- Problem requirements -
Copy every record exactly. Nothing may be skipped.
*** Record set
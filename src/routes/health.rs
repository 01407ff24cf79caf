// src/routes/health.rs
//! Liveness and readiness probes.
//!
//! - `GET /health` answers as long as the process is serving HTTP and never
//!   touches the database.
//! - `GET /ready` runs a trivial query and answers `503` while PostgreSQL is
//!   unreachable, so orchestrators can hold traffic back.

use axum::{
    extract::State, http::StatusCode, response::IntoResponse, routing::get, Json, Router,
};
use serde::Serialize;
use sqlx::PgPool;

use crate::Config;

/// JSON body shared by both probes.
#[derive(Serialize)]
struct ProbeResponse {
    status: &'static str,
    version: &'static str,
}

async fn health() -> Json<ProbeResponse> {
    Json(ProbeResponse {
        status: "ok",
        version: env!("CARGO_PKG_VERSION"),
    })
}

async fn ready(State((pool, _config)): State<(PgPool, Config)>) -> impl IntoResponse {
    // ---
    match sqlx::query("SELECT 1").execute(&pool).await {
        Ok(_) => (
            StatusCode::OK,
            Json(ProbeResponse {
                status: "ok",
                version: env!("CARGO_PKG_VERSION"),
            }),
        ),
        Err(e) => {
            tracing::warn!("Readiness probe failed: {}", e);
            (
                StatusCode::SERVICE_UNAVAILABLE,
                Json(ProbeResponse {
                    status: "unavailable",
                    version: env!("CARGO_PKG_VERSION"),
                }),
            )
        }
    }
}

pub fn router() -> Router<(PgPool, Config)> {
    // ---
    Router::new()
        .route("/health", get(health))
        .route("/ready", get(ready))
}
******
- Answer to the exercise -
filename src/routes/health.rs
repository 01407ff24cf79caf
// src/routes/health.rs
//! Liveness and readiness probes.
//!
//! - `GET /health` answers as long as the process is serving HTTP and never
//!   touches the database.
//! - `GET /ready` runs a trivial query and answers `503` while PostgreSQL is
//!   unreachable, so orchestrators can hold traffic back.

use axum::{
    extract::State, http::StatusCode, response::IntoResponse, routing::get, Json, Router,
};
use serde::Serialize;
use sqlx::PgPool;

use crate::Config;

/// JSON body shared by both probes.
#[derive(Serialize)]
struct ProbeResponse {
    status: &'static str,
    version: &'static str,
}

async fn health() -> Json<ProbeResponse> {
    Json(ProbeResponse {
        status: "ok",
        version: env!("CARGO_PKG_VERSION"),
    })
}

async fn ready(State((pool, _config)): State<(PgPool, Config)>) -> impl IntoResponse {
    // ---
    match sqlx::query("SELECT 1").execute(&pool).await {
        Ok(_) => (
            StatusCode::OK,
            Json(ProbeResponse {
                status: "ok",
                version: env!("CARGO_PKG_VERSION"),
            }),
        ),
        Err(e) => {
            tracing::warn!("Readiness probe failed: {}", e);
            (
                StatusCode::SERVICE_UNAVAILABLE,
                Json(ProbeResponse {
                    status: "unavailable",
                    version: env!("CARGO_PKG_VERSION"),
                }),
            )
        }
    }
}

pub fn router() -> Router<(PgPool, Config)> {
    // ---
    Router::new()
        .route("/health", get(health))
        .route("/ready", get(ready))
}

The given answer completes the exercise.